Je veux bien, mais Trump n’est pas notre premier ministre ni notre président. Ce que son règne aura comme effet, direct ou indirect, chez nous est difficilement mesurable. Peut-être même que ça ne changera strictement rien à notre vie, à part quelques fluctuations du dollar et de l’économie.

Alors pourquoi « le clown à face de noune » fascine-t-il tant ces huit acteurs, représentatifs d’un certain milieu culturel éclairé ?

Sans doute parce qu’il est le monstre idéal et intégral de l’époque, la cible parfaite, un Bonhomme Sept Heures globalisé qui ne cesse de donner à l’humanité des raisons de le haïr. Mais au-delà de Trump, il y a peut-être aussi que ces artistes ont tellement l’impression qu’il ne se passe plus rien politiquement ni socialement au Québec qu’ils préfèrent se confronter aux cataclysmes américains plutôt qu’à notre sommeil collectif.

Notez que cela n’est pas un jugement de ma part, mais un constat ; un constat déprimant s’il en est un, je vous l’accorde. En même temps, y a-t-il quelque chose de plus facile, de plus prévisible, de plus opportuniste que de se foutre de la gueule de Trump ? Même la grande Meryl Streep a succombé à ce piège à cons, s’attirant l’admiration et les applaudissements de ses semblables, mais sans que cela change quoi que ce soit au cours des choses.
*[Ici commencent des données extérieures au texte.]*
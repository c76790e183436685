//! Poller -> queue -> display scenarios, driven one round at a time.

#![allow(clippy::unwrap_used)]
#![allow(clippy::expect_used)]
#![allow(clippy::panic)]

use std::sync::Arc;

use repsys_core::memory::StoredMessage;
use repsys_core::{ApiState, MsgClass, MsgHandle, MsgState};
use repsys_relay::display::DisplayConsumer;
use repsys_relay::obs::RelayMetrics;
use repsys_relay::poller::{PollOutcome, Poller};
use repsys_relay::queue::MessageQueue;
use repsys_relay::ProcessorSettings;

use test_support::{CollectingSink, RecordingStore};

struct Rig {
    store: Arc<RecordingStore>,
    queue: Arc<MessageQueue>,
    sink: Arc<CollectingSink>,
    metrics: Arc<RelayMetrics>,
    poller: Poller<RecordingStore>,
    display: DisplayConsumer<RecordingStore>,
}

fn rig() -> Rig {
    let store = Arc::new(RecordingStore::new());
    let queue = Arc::new(MessageQueue::new());
    let sink = Arc::new(CollectingSink::default());
    let metrics = Arc::new(RelayMetrics::default());
    let settings = ProcessorSettings::default();

    let poller = Poller::new(Arc::clone(&store), Arc::clone(&queue), settings, Arc::clone(&metrics));
    let display = DisplayConsumer::new(
        Arc::clone(&store),
        Arc::clone(&queue),
        sink.clone(),
        settings.content_len,
        Arc::clone(&metrics),
    );
    Rig { store, queue, sink, metrics, poller, display }
}

#[test]
fn tracked_warning_is_reclassified_queued_and_displayed() {
    let mut r = rig();
    let h = r
        .store
        .inner
        .insert(StoredMessage::new(MsgClass::Warning, 100, 1, 4242, "safety door open"));

    assert_eq!(r.poller.last_seen(), MsgHandle::NONE);
    assert_eq!(r.poller.poll_once(), PollOutcome::Enqueued(h));
    assert_eq!(r.poller.last_seen(), h);

    let published = r.store.published();
    assert_eq!(published.len(), 1);
    assert_eq!(published[0].class, MsgClass::Class15);
    assert_eq!(published[0].comp_nr, 100);
    assert_eq!(published[0].inst_nr, 1);
    assert_eq!(published[0].msg_nr, 4242);
    assert_eq!(published[0].format, "%s");
    assert_eq!(published[0].args, vec!["safety door open".to_string()]);
    assert_eq!(r.queue.len(), 1);

    assert_eq!(r.display.drain_once(), 1);
    assert_eq!(r.sink.lines(), vec![(h, "safety door open".to_string())]);
    assert!(r.queue.is_empty());
    assert_eq!(r.metrics.reclassified.get(&[("class", "Class15")]), 1);
}

#[test]
fn untracked_origin_advances_last_seen_without_side_effects() {
    let mut r = rig();
    let h = r
        .store
        .inner
        .insert(StoredMessage::new(MsgClass::Warning, 999, 1, 4242, "conveyor jam"));

    assert_eq!(r.poller.poll_once(), PollOutcome::Filtered(h));
    assert_eq!(r.poller.last_seen(), h);
    assert!(r.store.published().is_empty());
    assert!(r.queue.is_empty());

    // Same top message next round: nothing new.
    assert_eq!(r.poller.poll_once(), PollOutcome::Unchanged);
    assert_eq!(r.display.drain_once(), 0);
    assert!(r.sink.lines().is_empty());
}

#[test]
fn unchanged_message_is_queued_once() {
    let mut r = rig();
    let h = r.store.inner.insert(
        StoredMessage::new(MsgClass::Info, 100, 1, 1, "lubrication due").with_state(MsgState::Undefined),
    );

    assert_eq!(r.poller.poll_once(), PollOutcome::Enqueued(h));
    assert_eq!(r.poller.poll_once(), PollOutcome::Unchanged);
    assert_eq!(r.poller.poll_once(), PollOutcome::Unchanged);

    // Info/Undefined needs no new class: queued, never republished.
    assert!(r.store.published().is_empty());
    assert_eq!(r.queue.len(), 1);
}

#[test]
fn empty_store_is_a_store_error_round() {
    let mut r = rig();
    assert_eq!(r.poller.poll_once(), PollOutcome::StoreError(ApiState::NotOk));
    assert_eq!(r.poller.last_seen(), MsgHandle::NONE);
    assert_eq!(r.metrics.polls.get(&[("outcome", "store_error")]), 1);
}

#[test]
fn failed_republish_still_queues() {
    let mut r = rig();
    r.store.fail_publish(true);
    let h = r.store.inner.insert(
        StoredMessage::new(MsgClass::Error, 100, 3, 12, "estop pressed").with_state(MsgState::ToReset),
    );

    assert_eq!(r.poller.poll_once(), PollOutcome::Enqueued(h));
    assert_eq!(r.store.published().len(), 1);
    assert_eq!(r.store.published()[0].class, MsgClass::Class14);
    assert_eq!(r.metrics.store_failures.get(&[("op", "publish")]), 1);

    let queued = r.queue.drain_all();
    assert_eq!(queued.len(), 1);
    assert_eq!(queued[0].class(), MsgClass::Class14);
}

#[test]
fn display_shows_backlog_newest_first() {
    let mut r = rig();
    let a = r
        .store
        .inner
        .insert(StoredMessage::new(MsgClass::Class8, 100, 1, 1, "first"));
    assert_eq!(r.poller.poll_once(), PollOutcome::Enqueued(a));

    let b = r.store.inner.insert(
        StoredMessage::new(MsgClass::Info, 100, 2, 2, "second").with_state(MsgState::ToQuit),
    );
    assert_eq!(r.poller.poll_once(), PollOutcome::Enqueued(b));

    assert_eq!(r.display.drain_once(), 2);
    assert_eq!(
        r.sink.lines(),
        vec![(b, "second".to_string()), (a, "first".to_string())]
    );
    assert_eq!(r.metrics.displayed.get(&[]), 2);
}

#[test]
fn display_truncates_to_content_len() {
    let mut r = rig();
    let long = "x".repeat(200);
    let h = r
        .store
        .inner
        .insert(StoredMessage::new(MsgClass::Warning, 100, 1, 1, long.clone()));
    assert_eq!(r.poller.poll_once(), PollOutcome::Enqueued(h));

    // The republished text is already cut to the buffer size.
    assert_eq!(r.store.published()[0].args[0].len(), 59);

    r.display.drain_once();
    let lines = r.sink.lines();
    assert_eq!(lines.len(), 1);
    assert_eq!(lines[0].1.len(), 59);
}

#[test]
fn older_message_surfacing_after_reclassification_is_not_requeued() {
    let mut r = rig();
    let info = r
        .store
        .inner
        .insert(StoredMessage::new(MsgClass::Info, 100, 1, 1, "lubrication due"));
    assert_eq!(r.poller.poll_once(), PollOutcome::Enqueued(info));

    let warning = r
        .store
        .inner
        .insert(StoredMessage::new(MsgClass::Warning, 100, 2, 2, "guard open"));
    assert_eq!(r.poller.poll_once(), PollOutcome::Enqueued(warning));

    // The warning now sits in Class15, outside the range; the older info
    // message is the newest in range again.
    assert_eq!(r.store.inner.get(warning).unwrap().class, MsgClass::Class15);
    assert_eq!(r.poller.poll_once(), PollOutcome::Unchanged);
    assert_eq!(r.poller.poll_once(), PollOutcome::Unchanged);
    assert_eq!(r.poller.last_seen(), warning);

    let handles: Vec<MsgHandle> = r.queue.drain_all().iter().map(|m| m.handle()).collect();
    assert_eq!(handles, vec![warning, info]);
}

#[test]
fn unknown_class_code_is_rejected_once() {
    let mut r = rig();
    let h = r
        .store
        .inner
        .insert(StoredMessage::new(MsgClass::Warning, 100, 1, 1, "odd class"));
    r.store.report_raw_codes(h, 0x18, MsgState::Undefined.code());

    assert_eq!(r.poller.poll_once(), PollOutcome::Rejected(h));
    assert_eq!(r.poller.last_seen(), h);
    assert_eq!(r.poller.poll_once(), PollOutcome::Unchanged);

    assert!(r.queue.is_empty());
    assert!(r.store.published().is_empty());
    assert_eq!(r.metrics.polls.get(&[("outcome", "rejected")]), 1);
    assert_eq!(r.metrics.store_failures.get(&[("op", "metadata")]), 0);
}

#[test]
fn unknown_state_code_is_rejected_once() {
    let mut r = rig();
    let h = r
        .store
        .inner
        .insert(StoredMessage::new(MsgClass::Error, 100, 1, 1, "odd state"));
    r.store.report_raw_codes(h, MsgClass::Error.bits(), 42);

    assert_eq!(r.poller.poll_once(), PollOutcome::Rejected(h));
    assert_eq!(r.poller.last_seen(), h);
    assert_eq!(r.poller.poll_once(), PollOutcome::Unchanged);
    assert!(r.queue.is_empty());
}

#[test]
fn metadata_failure_is_retried_next_round() {
    let mut r = rig();
    let h = r
        .store
        .inner
        .insert(StoredMessage::new(MsgClass::Warning, 100, 1, 1, "retry me"));

    r.store.fail_metadata(true);
    assert_eq!(r.poller.poll_once(), PollOutcome::StoreError(ApiState::ComNotRunning));
    assert_eq!(r.poller.last_seen(), MsgHandle::NONE);
    assert_eq!(r.metrics.store_failures.get(&[("op", "metadata")]), 1);
    assert!(r.queue.is_empty());

    r.store.fail_metadata(false);
    assert_eq!(r.poller.poll_once(), PollOutcome::Enqueued(h));
    assert_eq!(r.poller.last_seen(), h);
    assert_eq!(r.queue.len(), 1);
}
En fin de compte, le plus difficile, ces temps-ci, ce n’est pas de taper sur Trump. C’est de retenir ses railleries et ses sarcasmes, de ne pas sombrer dans l’huile rance du cynisme, de laisser le Bonhomme Sept Heures couler tout seul en gardant espoir, comme l’a si bien dit George Clooney, qu’il fasse malgré tout une job décente et qu’il ne détruise pas tout.